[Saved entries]
>>>
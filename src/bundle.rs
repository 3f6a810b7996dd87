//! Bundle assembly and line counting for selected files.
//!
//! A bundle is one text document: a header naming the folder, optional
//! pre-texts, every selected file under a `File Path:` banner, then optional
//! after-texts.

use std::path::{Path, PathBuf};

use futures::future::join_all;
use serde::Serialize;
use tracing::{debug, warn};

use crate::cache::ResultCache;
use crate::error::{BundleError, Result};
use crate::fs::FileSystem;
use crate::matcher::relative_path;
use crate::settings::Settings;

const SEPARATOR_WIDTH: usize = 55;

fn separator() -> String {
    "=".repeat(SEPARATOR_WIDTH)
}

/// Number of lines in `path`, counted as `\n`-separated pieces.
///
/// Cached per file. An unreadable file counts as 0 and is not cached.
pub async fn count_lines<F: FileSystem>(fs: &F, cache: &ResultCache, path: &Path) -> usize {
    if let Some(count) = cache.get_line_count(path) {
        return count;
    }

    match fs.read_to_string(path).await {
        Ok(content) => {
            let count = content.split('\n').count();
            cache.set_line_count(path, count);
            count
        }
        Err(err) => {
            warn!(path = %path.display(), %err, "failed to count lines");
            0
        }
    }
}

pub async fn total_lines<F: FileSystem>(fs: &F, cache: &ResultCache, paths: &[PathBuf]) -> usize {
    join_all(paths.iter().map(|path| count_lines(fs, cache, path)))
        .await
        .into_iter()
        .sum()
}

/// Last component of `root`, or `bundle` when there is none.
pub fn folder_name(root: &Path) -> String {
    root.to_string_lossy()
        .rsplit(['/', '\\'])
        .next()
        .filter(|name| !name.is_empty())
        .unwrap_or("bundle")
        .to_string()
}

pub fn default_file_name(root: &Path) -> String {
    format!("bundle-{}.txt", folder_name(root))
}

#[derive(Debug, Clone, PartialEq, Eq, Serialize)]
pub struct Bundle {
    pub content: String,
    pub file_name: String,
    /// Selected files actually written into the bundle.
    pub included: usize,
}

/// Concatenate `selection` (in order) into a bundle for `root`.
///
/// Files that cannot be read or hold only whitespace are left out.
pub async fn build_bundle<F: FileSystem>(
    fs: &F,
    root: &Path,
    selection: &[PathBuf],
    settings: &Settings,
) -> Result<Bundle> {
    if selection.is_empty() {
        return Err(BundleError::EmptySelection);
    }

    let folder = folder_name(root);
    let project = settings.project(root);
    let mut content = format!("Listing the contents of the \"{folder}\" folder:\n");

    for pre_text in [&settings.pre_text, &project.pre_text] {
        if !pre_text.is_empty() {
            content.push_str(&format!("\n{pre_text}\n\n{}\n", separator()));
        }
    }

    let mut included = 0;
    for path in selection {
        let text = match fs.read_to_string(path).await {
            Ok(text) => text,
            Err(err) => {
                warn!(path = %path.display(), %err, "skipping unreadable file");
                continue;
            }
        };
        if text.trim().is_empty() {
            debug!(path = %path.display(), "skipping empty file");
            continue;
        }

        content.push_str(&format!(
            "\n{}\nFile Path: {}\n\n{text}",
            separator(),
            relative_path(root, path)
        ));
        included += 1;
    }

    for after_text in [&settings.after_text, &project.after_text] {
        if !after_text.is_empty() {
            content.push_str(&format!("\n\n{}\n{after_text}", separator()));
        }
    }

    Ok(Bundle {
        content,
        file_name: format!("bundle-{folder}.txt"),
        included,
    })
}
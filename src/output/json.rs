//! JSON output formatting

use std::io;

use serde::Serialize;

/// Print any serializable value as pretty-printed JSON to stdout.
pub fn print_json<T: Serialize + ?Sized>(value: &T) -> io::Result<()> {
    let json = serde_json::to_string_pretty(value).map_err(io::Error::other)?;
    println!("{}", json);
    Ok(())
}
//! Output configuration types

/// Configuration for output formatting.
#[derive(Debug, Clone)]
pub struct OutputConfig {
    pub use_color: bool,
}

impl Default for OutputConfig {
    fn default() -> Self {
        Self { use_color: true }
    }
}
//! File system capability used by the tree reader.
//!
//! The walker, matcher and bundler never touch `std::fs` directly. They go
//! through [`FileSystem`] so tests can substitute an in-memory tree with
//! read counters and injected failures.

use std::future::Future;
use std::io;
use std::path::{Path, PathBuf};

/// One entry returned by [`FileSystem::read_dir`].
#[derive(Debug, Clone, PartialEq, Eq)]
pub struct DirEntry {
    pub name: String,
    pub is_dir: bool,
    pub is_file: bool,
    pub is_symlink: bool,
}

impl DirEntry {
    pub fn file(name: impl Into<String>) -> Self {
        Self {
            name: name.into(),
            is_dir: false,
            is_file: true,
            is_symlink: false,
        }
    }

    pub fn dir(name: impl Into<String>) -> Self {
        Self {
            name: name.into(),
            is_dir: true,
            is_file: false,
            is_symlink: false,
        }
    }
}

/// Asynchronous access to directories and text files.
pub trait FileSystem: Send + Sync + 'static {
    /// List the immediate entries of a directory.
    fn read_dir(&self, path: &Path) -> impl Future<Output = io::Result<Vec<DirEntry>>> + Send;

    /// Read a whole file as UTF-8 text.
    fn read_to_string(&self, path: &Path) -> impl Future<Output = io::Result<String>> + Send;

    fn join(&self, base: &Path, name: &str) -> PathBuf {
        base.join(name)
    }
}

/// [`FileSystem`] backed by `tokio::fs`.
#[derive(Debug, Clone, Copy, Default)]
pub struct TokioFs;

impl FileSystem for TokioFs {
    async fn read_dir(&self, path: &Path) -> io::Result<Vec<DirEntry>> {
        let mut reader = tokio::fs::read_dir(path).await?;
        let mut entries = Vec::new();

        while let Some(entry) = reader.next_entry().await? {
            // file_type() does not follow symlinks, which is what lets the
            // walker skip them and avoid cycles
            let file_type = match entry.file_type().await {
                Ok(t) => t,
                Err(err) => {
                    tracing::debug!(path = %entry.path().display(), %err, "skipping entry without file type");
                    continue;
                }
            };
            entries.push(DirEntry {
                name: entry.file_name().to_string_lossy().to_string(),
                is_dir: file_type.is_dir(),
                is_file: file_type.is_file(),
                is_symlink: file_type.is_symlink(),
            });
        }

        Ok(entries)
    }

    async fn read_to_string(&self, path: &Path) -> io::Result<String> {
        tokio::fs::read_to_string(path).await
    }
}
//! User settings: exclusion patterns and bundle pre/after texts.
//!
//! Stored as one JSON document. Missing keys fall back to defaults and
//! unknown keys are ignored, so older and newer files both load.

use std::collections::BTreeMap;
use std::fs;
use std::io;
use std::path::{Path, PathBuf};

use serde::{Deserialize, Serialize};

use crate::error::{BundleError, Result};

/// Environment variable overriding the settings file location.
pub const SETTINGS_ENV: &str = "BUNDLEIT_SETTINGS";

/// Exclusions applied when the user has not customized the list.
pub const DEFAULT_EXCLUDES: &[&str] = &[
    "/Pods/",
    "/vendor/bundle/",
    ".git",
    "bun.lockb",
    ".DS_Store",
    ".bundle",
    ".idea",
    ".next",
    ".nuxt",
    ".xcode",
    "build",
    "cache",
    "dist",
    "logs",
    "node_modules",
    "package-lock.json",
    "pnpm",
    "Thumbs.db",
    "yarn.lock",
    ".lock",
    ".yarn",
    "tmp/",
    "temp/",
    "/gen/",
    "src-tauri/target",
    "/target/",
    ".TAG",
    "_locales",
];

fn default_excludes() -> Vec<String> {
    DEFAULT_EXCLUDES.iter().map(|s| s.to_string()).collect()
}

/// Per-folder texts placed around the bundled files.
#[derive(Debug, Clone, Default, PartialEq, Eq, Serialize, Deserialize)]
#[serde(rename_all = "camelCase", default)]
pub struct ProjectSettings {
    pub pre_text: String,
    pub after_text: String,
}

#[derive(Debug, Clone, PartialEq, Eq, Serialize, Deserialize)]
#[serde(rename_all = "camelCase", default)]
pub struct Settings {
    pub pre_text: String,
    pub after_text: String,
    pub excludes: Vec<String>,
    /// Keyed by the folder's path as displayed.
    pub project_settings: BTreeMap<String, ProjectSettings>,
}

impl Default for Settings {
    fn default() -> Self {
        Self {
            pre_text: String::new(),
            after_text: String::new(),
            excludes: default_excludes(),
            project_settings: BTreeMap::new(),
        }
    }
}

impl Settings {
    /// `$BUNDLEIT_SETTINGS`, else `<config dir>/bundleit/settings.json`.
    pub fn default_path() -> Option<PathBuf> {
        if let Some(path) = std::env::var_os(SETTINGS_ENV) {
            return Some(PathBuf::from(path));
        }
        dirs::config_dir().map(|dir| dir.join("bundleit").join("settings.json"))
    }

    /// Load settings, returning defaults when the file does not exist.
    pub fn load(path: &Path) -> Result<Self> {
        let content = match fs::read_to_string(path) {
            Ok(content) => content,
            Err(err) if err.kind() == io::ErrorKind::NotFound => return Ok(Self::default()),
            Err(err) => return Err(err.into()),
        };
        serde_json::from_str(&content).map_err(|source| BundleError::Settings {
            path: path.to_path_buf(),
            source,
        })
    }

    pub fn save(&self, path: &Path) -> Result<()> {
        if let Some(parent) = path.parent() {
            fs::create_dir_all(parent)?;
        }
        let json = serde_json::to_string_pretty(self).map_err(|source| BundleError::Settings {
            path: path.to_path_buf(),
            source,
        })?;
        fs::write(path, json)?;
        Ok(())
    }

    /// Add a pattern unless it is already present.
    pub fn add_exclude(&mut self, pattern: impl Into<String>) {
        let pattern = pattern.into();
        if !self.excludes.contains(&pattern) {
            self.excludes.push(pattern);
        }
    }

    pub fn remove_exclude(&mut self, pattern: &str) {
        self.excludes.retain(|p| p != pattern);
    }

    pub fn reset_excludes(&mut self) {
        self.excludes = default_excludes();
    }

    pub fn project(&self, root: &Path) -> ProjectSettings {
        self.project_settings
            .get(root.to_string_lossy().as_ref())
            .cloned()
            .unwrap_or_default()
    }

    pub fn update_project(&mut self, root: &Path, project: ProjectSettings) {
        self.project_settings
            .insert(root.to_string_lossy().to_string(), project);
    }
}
<<<
>>>
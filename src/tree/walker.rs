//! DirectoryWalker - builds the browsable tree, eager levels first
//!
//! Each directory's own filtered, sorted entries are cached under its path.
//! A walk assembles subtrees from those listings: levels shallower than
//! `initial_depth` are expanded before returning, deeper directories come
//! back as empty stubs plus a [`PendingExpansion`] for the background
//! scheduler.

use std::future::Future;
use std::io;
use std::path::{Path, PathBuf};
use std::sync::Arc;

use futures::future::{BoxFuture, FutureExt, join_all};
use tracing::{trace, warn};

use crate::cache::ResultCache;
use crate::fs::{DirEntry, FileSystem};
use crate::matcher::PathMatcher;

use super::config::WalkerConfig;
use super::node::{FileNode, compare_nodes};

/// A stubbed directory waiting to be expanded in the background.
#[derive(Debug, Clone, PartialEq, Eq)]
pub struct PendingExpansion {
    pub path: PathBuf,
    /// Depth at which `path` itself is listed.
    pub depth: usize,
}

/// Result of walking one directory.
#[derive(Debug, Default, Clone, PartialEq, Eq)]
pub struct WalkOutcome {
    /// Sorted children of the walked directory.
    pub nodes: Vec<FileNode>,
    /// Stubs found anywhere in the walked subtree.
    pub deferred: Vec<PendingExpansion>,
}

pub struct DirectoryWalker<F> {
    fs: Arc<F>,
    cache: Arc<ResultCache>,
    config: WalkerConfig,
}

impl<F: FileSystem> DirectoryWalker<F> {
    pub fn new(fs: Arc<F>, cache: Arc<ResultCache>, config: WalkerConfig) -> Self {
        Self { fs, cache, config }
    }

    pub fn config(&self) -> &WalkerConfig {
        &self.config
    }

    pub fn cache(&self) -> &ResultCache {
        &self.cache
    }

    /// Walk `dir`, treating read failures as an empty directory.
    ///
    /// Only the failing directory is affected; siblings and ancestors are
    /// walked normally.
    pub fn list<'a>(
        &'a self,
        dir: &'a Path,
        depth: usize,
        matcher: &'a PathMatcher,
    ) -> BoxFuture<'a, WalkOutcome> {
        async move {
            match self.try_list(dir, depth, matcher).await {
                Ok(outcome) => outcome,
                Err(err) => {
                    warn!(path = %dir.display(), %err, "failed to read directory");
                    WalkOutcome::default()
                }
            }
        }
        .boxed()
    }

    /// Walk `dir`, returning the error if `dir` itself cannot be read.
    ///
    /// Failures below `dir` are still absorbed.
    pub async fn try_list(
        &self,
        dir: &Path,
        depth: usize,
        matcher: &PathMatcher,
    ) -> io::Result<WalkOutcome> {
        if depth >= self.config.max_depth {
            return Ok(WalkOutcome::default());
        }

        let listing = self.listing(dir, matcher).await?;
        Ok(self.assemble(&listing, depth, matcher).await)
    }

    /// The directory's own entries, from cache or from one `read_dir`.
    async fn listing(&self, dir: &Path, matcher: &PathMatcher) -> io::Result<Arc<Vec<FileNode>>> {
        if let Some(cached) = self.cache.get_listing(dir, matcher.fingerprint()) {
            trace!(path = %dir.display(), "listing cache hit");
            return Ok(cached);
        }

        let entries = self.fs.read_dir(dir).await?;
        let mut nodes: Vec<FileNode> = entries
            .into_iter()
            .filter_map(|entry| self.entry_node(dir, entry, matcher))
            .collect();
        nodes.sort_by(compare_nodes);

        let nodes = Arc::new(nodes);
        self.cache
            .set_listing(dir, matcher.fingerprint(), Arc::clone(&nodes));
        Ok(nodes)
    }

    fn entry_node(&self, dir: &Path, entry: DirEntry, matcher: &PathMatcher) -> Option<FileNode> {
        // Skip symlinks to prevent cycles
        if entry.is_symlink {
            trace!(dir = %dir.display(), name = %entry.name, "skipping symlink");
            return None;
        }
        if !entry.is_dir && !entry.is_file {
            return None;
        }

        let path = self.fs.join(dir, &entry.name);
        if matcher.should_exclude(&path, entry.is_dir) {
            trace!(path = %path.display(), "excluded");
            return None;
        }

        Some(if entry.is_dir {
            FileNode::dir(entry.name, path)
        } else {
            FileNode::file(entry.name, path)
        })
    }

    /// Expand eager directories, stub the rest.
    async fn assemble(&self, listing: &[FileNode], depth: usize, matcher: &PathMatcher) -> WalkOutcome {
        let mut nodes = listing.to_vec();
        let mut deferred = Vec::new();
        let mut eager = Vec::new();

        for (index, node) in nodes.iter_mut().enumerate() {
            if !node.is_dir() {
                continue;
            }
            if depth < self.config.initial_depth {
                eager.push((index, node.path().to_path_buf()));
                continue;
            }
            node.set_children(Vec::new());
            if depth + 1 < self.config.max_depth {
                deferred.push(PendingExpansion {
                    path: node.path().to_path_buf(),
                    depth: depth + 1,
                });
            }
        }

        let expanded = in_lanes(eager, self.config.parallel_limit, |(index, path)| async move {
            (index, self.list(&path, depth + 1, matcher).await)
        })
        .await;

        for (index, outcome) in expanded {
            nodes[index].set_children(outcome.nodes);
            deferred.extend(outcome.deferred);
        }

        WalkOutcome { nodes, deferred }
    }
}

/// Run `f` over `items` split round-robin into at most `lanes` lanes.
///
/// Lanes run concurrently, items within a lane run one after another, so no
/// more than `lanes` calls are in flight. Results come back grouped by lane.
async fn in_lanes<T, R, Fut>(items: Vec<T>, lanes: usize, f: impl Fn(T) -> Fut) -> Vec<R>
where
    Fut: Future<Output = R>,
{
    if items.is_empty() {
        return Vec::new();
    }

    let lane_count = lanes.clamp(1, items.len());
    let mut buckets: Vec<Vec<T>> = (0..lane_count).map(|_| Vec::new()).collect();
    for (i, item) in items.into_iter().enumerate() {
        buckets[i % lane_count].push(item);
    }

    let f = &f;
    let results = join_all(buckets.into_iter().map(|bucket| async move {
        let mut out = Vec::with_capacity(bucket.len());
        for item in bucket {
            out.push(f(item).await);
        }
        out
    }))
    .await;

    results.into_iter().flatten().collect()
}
<<<
>>>
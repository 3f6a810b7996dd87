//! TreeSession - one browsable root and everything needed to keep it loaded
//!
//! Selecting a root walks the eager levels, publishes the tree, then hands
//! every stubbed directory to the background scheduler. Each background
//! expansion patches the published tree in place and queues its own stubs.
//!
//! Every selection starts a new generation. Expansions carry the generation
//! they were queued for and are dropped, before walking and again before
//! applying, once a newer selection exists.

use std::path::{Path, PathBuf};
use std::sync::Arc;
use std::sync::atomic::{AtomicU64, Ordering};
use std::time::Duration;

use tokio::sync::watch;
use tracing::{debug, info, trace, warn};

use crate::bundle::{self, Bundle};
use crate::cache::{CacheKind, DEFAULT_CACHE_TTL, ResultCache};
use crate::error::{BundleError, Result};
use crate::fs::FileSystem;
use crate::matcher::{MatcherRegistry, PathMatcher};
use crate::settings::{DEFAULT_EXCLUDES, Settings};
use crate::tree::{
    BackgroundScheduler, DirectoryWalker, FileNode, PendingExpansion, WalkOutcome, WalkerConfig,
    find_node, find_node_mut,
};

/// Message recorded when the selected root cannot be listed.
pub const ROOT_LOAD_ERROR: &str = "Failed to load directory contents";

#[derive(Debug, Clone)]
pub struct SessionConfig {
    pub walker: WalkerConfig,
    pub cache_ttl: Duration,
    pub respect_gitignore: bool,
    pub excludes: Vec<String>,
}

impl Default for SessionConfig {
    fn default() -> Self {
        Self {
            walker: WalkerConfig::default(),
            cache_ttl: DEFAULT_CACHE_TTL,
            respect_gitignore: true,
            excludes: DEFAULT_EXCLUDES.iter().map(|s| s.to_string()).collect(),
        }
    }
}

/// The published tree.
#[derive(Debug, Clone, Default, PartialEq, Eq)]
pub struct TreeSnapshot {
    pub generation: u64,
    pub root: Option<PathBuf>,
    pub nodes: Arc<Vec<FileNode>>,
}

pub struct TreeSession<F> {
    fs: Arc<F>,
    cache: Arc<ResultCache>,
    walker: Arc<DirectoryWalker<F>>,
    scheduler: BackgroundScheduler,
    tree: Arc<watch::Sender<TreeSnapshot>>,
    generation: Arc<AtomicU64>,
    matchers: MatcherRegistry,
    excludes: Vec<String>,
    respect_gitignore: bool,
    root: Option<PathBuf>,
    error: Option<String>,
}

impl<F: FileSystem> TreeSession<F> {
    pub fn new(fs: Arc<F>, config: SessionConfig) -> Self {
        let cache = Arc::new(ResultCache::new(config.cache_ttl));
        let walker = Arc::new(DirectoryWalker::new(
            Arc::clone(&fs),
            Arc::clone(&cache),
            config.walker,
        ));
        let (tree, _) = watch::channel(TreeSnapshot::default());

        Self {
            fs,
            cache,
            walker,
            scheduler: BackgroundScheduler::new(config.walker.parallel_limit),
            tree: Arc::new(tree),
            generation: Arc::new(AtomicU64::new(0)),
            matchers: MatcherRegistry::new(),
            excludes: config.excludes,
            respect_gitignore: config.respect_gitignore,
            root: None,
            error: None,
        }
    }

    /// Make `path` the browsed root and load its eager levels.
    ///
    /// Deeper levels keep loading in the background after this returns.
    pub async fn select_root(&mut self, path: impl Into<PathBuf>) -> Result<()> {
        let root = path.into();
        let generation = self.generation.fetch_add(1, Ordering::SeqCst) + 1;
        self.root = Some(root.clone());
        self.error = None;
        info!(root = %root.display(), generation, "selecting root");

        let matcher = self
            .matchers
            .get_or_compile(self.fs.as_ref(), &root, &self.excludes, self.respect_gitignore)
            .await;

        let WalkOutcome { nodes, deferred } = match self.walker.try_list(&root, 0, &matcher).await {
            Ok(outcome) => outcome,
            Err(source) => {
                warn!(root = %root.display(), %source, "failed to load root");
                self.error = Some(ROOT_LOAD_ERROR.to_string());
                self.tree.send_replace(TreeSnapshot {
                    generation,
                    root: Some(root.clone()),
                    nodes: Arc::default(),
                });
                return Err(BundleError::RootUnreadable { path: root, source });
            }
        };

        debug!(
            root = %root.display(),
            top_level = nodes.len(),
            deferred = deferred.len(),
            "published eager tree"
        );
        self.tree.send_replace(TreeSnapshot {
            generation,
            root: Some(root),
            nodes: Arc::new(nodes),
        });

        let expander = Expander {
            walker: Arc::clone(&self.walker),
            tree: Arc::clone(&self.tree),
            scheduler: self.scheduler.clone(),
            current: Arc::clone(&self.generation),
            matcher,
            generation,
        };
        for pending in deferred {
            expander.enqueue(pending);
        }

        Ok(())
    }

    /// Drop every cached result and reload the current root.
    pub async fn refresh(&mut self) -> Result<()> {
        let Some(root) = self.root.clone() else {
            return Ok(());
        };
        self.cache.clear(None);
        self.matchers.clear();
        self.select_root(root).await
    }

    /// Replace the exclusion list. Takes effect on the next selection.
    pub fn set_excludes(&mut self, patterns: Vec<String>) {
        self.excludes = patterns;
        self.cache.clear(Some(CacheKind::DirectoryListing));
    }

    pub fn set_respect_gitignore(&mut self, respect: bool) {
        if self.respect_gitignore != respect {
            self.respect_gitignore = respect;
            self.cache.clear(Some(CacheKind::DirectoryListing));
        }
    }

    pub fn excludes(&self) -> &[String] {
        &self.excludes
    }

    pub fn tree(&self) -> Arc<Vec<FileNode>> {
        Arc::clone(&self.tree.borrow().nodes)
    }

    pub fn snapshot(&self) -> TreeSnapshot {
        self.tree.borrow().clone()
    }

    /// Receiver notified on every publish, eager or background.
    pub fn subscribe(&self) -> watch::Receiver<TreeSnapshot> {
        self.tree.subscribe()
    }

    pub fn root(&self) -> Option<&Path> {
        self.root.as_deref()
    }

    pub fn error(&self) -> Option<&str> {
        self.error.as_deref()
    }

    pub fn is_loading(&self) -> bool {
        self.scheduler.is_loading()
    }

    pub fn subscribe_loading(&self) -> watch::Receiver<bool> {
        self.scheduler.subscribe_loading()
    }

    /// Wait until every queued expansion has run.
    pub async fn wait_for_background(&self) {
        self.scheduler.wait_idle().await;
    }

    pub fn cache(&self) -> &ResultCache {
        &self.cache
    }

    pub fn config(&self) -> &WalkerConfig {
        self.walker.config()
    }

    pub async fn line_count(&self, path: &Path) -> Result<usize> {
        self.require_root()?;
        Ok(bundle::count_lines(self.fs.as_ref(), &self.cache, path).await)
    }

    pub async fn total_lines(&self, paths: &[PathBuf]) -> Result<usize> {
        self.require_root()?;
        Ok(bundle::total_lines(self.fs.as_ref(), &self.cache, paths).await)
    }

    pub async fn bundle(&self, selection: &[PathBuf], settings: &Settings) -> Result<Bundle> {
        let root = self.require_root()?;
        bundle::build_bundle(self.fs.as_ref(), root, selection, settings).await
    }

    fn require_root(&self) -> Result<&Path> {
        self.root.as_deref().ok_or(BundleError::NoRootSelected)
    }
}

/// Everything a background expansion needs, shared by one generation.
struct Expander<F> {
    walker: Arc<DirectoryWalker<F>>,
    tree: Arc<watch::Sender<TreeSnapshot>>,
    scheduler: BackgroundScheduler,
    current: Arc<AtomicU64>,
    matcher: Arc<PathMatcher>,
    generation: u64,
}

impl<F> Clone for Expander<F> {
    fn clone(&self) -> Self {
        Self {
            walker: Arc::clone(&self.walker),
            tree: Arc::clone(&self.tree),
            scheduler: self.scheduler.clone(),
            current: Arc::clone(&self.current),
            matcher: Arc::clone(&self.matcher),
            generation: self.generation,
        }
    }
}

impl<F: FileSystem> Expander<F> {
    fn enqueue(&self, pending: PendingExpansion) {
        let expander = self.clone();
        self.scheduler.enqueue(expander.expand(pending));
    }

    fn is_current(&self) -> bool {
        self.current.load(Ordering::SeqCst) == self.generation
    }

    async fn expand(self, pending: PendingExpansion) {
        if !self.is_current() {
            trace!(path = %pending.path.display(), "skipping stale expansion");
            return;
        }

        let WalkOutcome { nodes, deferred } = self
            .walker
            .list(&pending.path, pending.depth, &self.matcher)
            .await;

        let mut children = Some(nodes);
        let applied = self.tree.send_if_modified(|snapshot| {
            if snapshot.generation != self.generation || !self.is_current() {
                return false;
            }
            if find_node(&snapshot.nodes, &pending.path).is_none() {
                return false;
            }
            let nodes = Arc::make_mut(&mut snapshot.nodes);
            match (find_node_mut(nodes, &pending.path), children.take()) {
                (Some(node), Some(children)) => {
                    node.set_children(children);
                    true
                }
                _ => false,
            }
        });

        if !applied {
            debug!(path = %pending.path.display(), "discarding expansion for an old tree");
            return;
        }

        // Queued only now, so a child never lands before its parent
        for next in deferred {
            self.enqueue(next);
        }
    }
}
<<<
GOAL OF THE EXERCISE: Nothing but a number is expected here: the number of lines above that hold the word "never".

RESPONSE AREA: 2